(What to work on): The string "struct" appears in some lines of the entries that follow; copy each such line.

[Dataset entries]
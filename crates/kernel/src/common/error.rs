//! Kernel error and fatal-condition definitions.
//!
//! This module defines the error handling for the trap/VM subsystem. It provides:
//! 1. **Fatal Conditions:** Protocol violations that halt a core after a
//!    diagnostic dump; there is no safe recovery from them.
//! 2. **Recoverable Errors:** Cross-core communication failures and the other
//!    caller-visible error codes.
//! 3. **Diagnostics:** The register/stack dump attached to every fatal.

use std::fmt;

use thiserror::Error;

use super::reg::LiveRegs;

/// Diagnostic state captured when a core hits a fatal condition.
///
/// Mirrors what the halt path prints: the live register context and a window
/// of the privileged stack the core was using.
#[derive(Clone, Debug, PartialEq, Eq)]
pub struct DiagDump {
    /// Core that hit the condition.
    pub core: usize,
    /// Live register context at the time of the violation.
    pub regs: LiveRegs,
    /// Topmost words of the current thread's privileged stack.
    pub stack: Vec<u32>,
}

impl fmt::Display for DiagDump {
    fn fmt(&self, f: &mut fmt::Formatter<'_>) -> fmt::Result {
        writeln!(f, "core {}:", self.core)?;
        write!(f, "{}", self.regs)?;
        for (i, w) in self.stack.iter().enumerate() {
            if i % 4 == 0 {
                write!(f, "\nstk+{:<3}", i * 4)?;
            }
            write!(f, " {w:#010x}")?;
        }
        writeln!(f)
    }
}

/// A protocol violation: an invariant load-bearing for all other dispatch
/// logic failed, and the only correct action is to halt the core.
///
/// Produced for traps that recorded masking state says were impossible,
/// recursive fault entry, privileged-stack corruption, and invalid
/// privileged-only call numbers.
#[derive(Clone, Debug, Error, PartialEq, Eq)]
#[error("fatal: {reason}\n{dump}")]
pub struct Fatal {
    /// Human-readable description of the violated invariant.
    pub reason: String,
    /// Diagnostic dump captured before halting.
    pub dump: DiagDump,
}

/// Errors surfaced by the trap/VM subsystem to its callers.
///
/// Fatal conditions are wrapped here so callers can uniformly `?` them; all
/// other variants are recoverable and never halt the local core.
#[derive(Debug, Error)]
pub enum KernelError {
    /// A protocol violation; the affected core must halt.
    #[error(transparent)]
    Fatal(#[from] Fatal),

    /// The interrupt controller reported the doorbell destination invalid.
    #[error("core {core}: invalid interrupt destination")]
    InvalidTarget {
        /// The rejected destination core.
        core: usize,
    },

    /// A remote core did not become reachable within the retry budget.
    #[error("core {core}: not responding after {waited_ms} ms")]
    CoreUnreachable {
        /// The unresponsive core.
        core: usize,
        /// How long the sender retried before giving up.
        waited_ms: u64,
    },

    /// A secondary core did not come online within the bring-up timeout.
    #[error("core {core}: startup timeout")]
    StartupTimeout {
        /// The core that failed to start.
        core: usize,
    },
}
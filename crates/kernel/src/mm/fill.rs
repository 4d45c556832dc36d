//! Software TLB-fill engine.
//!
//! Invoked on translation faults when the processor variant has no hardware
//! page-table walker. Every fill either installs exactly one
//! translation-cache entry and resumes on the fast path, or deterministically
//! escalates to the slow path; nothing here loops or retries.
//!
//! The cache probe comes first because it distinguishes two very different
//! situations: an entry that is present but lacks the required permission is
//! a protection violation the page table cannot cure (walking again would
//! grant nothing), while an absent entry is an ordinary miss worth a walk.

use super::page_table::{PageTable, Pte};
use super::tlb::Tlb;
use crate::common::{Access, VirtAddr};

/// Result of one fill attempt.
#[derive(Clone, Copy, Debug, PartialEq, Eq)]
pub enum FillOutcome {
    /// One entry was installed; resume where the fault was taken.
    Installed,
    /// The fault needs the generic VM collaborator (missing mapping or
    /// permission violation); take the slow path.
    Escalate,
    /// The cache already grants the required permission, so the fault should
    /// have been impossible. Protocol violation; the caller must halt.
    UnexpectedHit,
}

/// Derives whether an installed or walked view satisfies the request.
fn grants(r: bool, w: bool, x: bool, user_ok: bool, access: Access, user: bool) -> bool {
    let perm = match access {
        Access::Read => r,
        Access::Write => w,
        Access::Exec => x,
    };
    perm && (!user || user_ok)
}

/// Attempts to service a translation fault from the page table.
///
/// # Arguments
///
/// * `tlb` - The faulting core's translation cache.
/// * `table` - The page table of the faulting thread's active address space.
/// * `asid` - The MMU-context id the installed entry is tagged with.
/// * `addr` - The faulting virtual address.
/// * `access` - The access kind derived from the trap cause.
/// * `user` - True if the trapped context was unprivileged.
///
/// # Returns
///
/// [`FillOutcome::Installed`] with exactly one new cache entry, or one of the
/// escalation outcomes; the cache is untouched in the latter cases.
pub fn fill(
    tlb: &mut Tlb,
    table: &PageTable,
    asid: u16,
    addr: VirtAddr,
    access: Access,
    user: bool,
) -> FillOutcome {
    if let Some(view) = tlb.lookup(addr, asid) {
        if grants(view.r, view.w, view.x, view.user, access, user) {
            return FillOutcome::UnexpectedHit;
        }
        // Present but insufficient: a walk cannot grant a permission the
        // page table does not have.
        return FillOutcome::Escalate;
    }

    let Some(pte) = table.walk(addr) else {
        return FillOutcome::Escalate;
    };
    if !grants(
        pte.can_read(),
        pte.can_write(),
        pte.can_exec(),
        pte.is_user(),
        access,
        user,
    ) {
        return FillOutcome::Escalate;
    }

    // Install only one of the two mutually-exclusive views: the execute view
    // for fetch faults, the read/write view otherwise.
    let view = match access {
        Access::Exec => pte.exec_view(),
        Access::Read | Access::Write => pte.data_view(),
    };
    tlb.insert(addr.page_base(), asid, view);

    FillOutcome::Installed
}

(Exercise response):
pub struct DiagDump {
pub struct Fatal {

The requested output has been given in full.